The molecular organization of fatty acid synthetase system in spinach (Spinacia oleracea L. var. Viroflay) leaves was examined by a procedure similar to that employed for the safflower system (Carthamus tinctorius var. UC-1). The crude extract contained all the component activities (acetyl-CoA:ACP transacylase, malonyl-CoA:ACP transacylase, beta-ketoacyl-ACP synthetase, beta-ketoacyl-ACP reductase, beta-hydroxyacyl-ACP dehydrase, and enoyl-ACP reductase [I]) involved in the synthesis of fatty acids, but enoyl-ACP reductase (II) present in safflower seeds extract could not be detected spectrophotometrically. By polyethylene glycol fractionation followed by several chromatographic procedures, i.e.
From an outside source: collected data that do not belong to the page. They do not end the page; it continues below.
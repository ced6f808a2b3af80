use std::io::Write;

use nalgebra::Vector3;
use serde::Serialize;

use crate::{
    animation::{AnimationPlan, AnimationStep, TimingCurve},
    engine::Layout,
    marker::{ColorToken, NormalizedMarker},
};

/// What the render layer receives: the marker set and, optionally, its reveal animation.
#[derive(Serialize, Debug, Clone, PartialEq)]
pub struct LayoutDocument {
    pub color: ColorToken,
    pub markers: Vec<MarkerDescriptor>,
    #[serde(skip_serializing_if = "Option::is_none")]
    pub timing: Option<TimingCurve>,
    #[serde(skip_serializing_if = "Option::is_none")]
    pub plan: Option<Vec<PlanEntryDescriptor>>,
}

#[derive(Serialize, Debug, Clone, PartialEq)]
pub struct MarkerDescriptor {
    pub position: [f64; 3],
    pub radius: f64,
}

#[derive(Serialize, Debug, Clone, PartialEq)]
#[serde(rename_all = "camelCase")]
pub struct PlanEntryDescriptor {
    pub index: usize,
    pub start: [f64; 3],
    pub end: [f64; 3],
    pub delay_ms: f64,
    pub duration_ms: f64,
}

impl LayoutDocument {
    pub fn new(markers: &[NormalizedMarker], plan: Option<&AnimationPlan>) -> Self {
        let color = markers
            .first()
            .map(|marker| marker.color.clone())
            .unwrap_or_default();

        Self {
            color,
            markers: markers.iter().map(MarkerDescriptor::from).collect(),
            timing: plan.map(AnimationPlan::timing),
            plan: plan.map(|plan| plan.steps().iter().map(PlanEntryDescriptor::from).collect()),
        }
    }

    pub fn to_writer(&self, writer: impl Write, pretty: bool) -> serde_json::Result<()> {
        if pretty {
            serde_json::to_writer_pretty(writer, self)
        } else {
            serde_json::to_writer(writer, self)
        }
    }
}

impl From<&Layout> for LayoutDocument {
    fn from(value: &Layout) -> Self {
        Self::new(&value.markers, Some(&value.plan))
    }
}

fn array(vector: &Vector3<f64>) -> [f64; 3] {
    [vector.x, vector.y, vector.z]
}

impl From<&NormalizedMarker> for MarkerDescriptor {
    fn from(value: &NormalizedMarker) -> Self {
        Self {
            position: array(&value.position),
            radius: value.radius,
        }
    }
}

impl From<&AnimationStep> for PlanEntryDescriptor {
    fn from(value: &AnimationStep) -> Self {
        Self {
            index: value.index,
            start: array(&value.start),
            end: array(&value.end),
            delay_ms: value.delay.as_secs_f64() * 1e3,
            duration_ms: value.duration.as_secs_f64() * 1e3,
        }
    }
}

#[cfg(test)]
mod tests {
    use serde_json::json;

    use super::LayoutDocument;
    use crate::{engine::PointCloudLayoutEngine, sample::SampleSet, selection::Selection};

    #[test]
    fn serializes_the_render_contract() {
        let engine = PointCloudLayoutEngine::default();
        let samples = SampleSet::from_coordinates(&[0.0, 10.0], &[0.0, 0.0], &[0.0, 0.0]).unwrap();
        let layout = engine
            .layout(&samples, Selection::element("H").color_token(), Some(2))
            .unwrap();

        let value = serde_json::to_value(LayoutDocument::from(&layout)).unwrap();

        assert_eq!(value["color"], json!("element/H"));
        assert_eq!(value["timing"], json!("ease_in_ease_out"));
        assert_eq!(value["markers"].as_array().unwrap().len(), 2);
        assert_eq!(value["markers"][0]["radius"], json!(0.02));
        assert_eq!(value["markers"][1]["position"].as_array().unwrap().len(), 3);

        let entry = &value["plan"][1];
        assert_eq!(entry["index"], json!(1));
        assert_eq!(entry["delayMs"], json!(1.0));
        assert_eq!(entry["durationMs"], json!(500.0));
        assert_eq!(entry["end"], value["markers"][1]["position"]);
    }

    #[test]
    fn plan_is_omitted_when_absent() {
        let engine = PointCloudLayoutEngine::default();
        let samples = SampleSet::from_coordinates(&[1.0], &[2.0], &[3.0]).unwrap();
        let (_, markers) = engine.normalize(&samples, Default::default()).unwrap();

        let mut buffer = Vec::new();
        LayoutDocument::new(&markers, None)
            .to_writer(&mut buffer, false)
            .unwrap();

        assert_eq!(
            String::from_utf8(buffer).unwrap(),
            r#"{"color":"default","markers":[{"position":[0.0,0.0,0.0],"radius":0.02}]}"#
        );
    }
}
Sephadex G-200, hydroxyapatite, and blue-agarose, the component enzymes were clearly separated from one another. Properties of beta-ketoacyl-ACP reductase, beta-hydroxyacyl-ACP dehydrase, and enoyl-ACP reductase (I) from spinach were compared with the same enzymes in safflower seeds and Escherichia coli.From these results, it was concluded that the fatty acid synthetase system of spinach leaves, as well as that of safflower seeds, was nonassociated and similar to the Escherichia coli system.